In the few spare minutes I’ve had this week, I’ve been trying out n-grams as a comparable with other text-mining processes. This still fits squarely in the category of “a lot to learn,” but I’m happy to be running Perl and various Lingua::EN modules on this (nothing super-complicated in the switch, but all of my previous Perl tinkering was on a PC). Today’s corpus was perhaps too small to yield many insights: just 2300 words across 10-12 email messages sent via WPA-L on Tuesday, August 24. All the same, insights or no, here the top five bigrams, with T-Units enumerated to the fourteenth decimal place, i.e., something like hundred-trillionth or quadrillionth position. Such precision is useful, I suppose, for avoiding ties.
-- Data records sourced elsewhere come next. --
//! Component types - defaults, computed values, methods and hooks shared by
//! every instance of one kind of component.

use std::fmt;
use std::rc::Rc;

use indexmap::IndexMap;

use crate::dom::Event;
use crate::state::StateRef;
use crate::types::Value;

use super::context::Context;
use super::instance::Component;

/// Derived value, recomputed on every lookup.
pub type Computed = Rc<dyn Fn(&Context<'_>) -> Value>;
/// Event handler named by `@event="name"`.
pub type Method = Rc<dyn Fn(&Component, &Event, &StateRef)>;
/// Helper callable from expressions (`format(price)`).
pub type Function = Rc<dyn Fn(&Context<'_>, &[Value]) -> Value>;
/// Runs once at the end of construction.
pub type InitHook = Rc<dyn Fn(&Component)>;
/// Runs after every render with the render context.
pub type UpdateHook = Rc<dyn Fn(&Component, &Context<'_>)>;

/// Blueprint for components.
///
/// ```ignore
/// let counter = ComponentType::new("Counter")
///     .state(Value::from_pairs([("count", 0)]))
///     .computed("double", |cx| Value::from(cx.get("count").to_number() * 2.0))
///     .method("increment", |_, _, state| {
///         let next = state.get_value("count").to_number() + 1.0;
///         let _ = state.set("count", next);
///     });
/// ```
#[derive(Clone)]
pub struct ComponentType {
    pub(crate) name: String,
    pub(crate) default_state: Option<Value>,
    pub(crate) computed: IndexMap<String, Computed>,
    pub(crate) methods: IndexMap<String, Method>,
    pub(crate) functions: IndexMap<String, Function>,
    pub(crate) init: Option<InitHook>,
    pub(crate) update: Option<UpdateHook>,
}

impl Default for ComponentType {
    fn default() -> Self {
        Self::new("Component")
    }
}

impl ComponentType {
    /// New type with an empty default state, so instances are reactive.
    pub fn new(name: impl Into<String>) -> Self {
        Self {
            name: name.into(),
            default_state: Some(Value::object()),
            computed: IndexMap::new(),
            methods: IndexMap::new(),
            functions: IndexMap::new(),
            init: None,
            update: None,
        }
    }

    /// Default state, deep-copied into every instance.
    pub fn state(mut self, state: impl Into<Value>) -> Self {
        self.default_state = Some(state.into());
        self
    }

    /// No default state: instances only become reactive when their element
    /// carries a state attribute.
    pub fn stateless(mut self) -> Self {
        self.default_state = None;
        self
    }

    pub fn computed(mut self, name: impl Into<String>, f: impl Fn(&Context<'_>) -> Value + 'static) -> Self {
        self.computed.insert(name.into(), Rc::new(f));
        self
    }

    pub fn method(
        mut self,
        name: impl Into<String>,
        f: impl Fn(&Component, &Event, &StateRef) + 'static,
    ) -> Self {
        self.methods.insert(name.into(), Rc::new(f));
        self
    }

    pub fn function(
        mut self,
        name: impl Into<String>,
        f: impl Fn(&Context<'_>, &[Value]) -> Value + 'static,
    ) -> Self {
        self.functions.insert(name.into(), Rc::new(f));
        self
    }

    pub fn init(mut self, f: impl Fn(&Component) + 'static) -> Self {
        self.init = Some(Rc::new(f));
        self
    }

    pub fn update(mut self, f: impl Fn(&Component, &Context<'_>) + 'static) -> Self {
        self.update = Some(Rc::new(f));
        self
    }

    pub fn name(&self) -> &str {
        &self.name
    }

    pub fn default_state(&self) -> Option<&Value> {
        self.default_state.as_ref()
    }

    pub fn has_method(&self, name: &str) -> bool {
        self.methods.contains_key(name)
    }
}

impl fmt::Debug for ComponentType {
    fn fmt(&self, f: &mut fmt::Formatter<'_>) -> fmt::Result {
        f.debug_struct("ComponentType")
            .field("name", &self.name)
            .field("default_state", &self.default_state)
            .field("computed", &self.computed.keys().collect::<Vec<_>>())
            .field("methods", &self.methods.keys().collect::<Vec<_>>())
            .field("functions", &self.functions.keys().collect::<Vec<_>>())
            .finish()
    }
}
Bi-grams (T-Score, count, bigram)
2.22372310460229	5	audience awareness	
1.72376348313075	3	writing centers	
1.72376348313075	3	writing spaces	
1.41265204574184	2	develop new	
1.41109052911059	2	new ways	

It looks like “develop new ways” is part of a trigram that shows up twice in the corpus. This script–a fine one, by the way–renders those three words into a 2×2 bigram. But that’s exactly what it was assigned to do.

2 Comments

  1. dmueller,

    What is the process involved for gathering
    a large file of bigrams and trigrams from the
    web?

  2. I’m running the process against .txt files. You can produce .txt files in a number of ways. So, you could either piece together a text file to include whatever text you want to process, or you could probably set something up that would produce a periodic text file from an RSS feed.

    Maybe I’m not answering your question straightforwardly enough, Frank460. Let me know if you have something else in mind.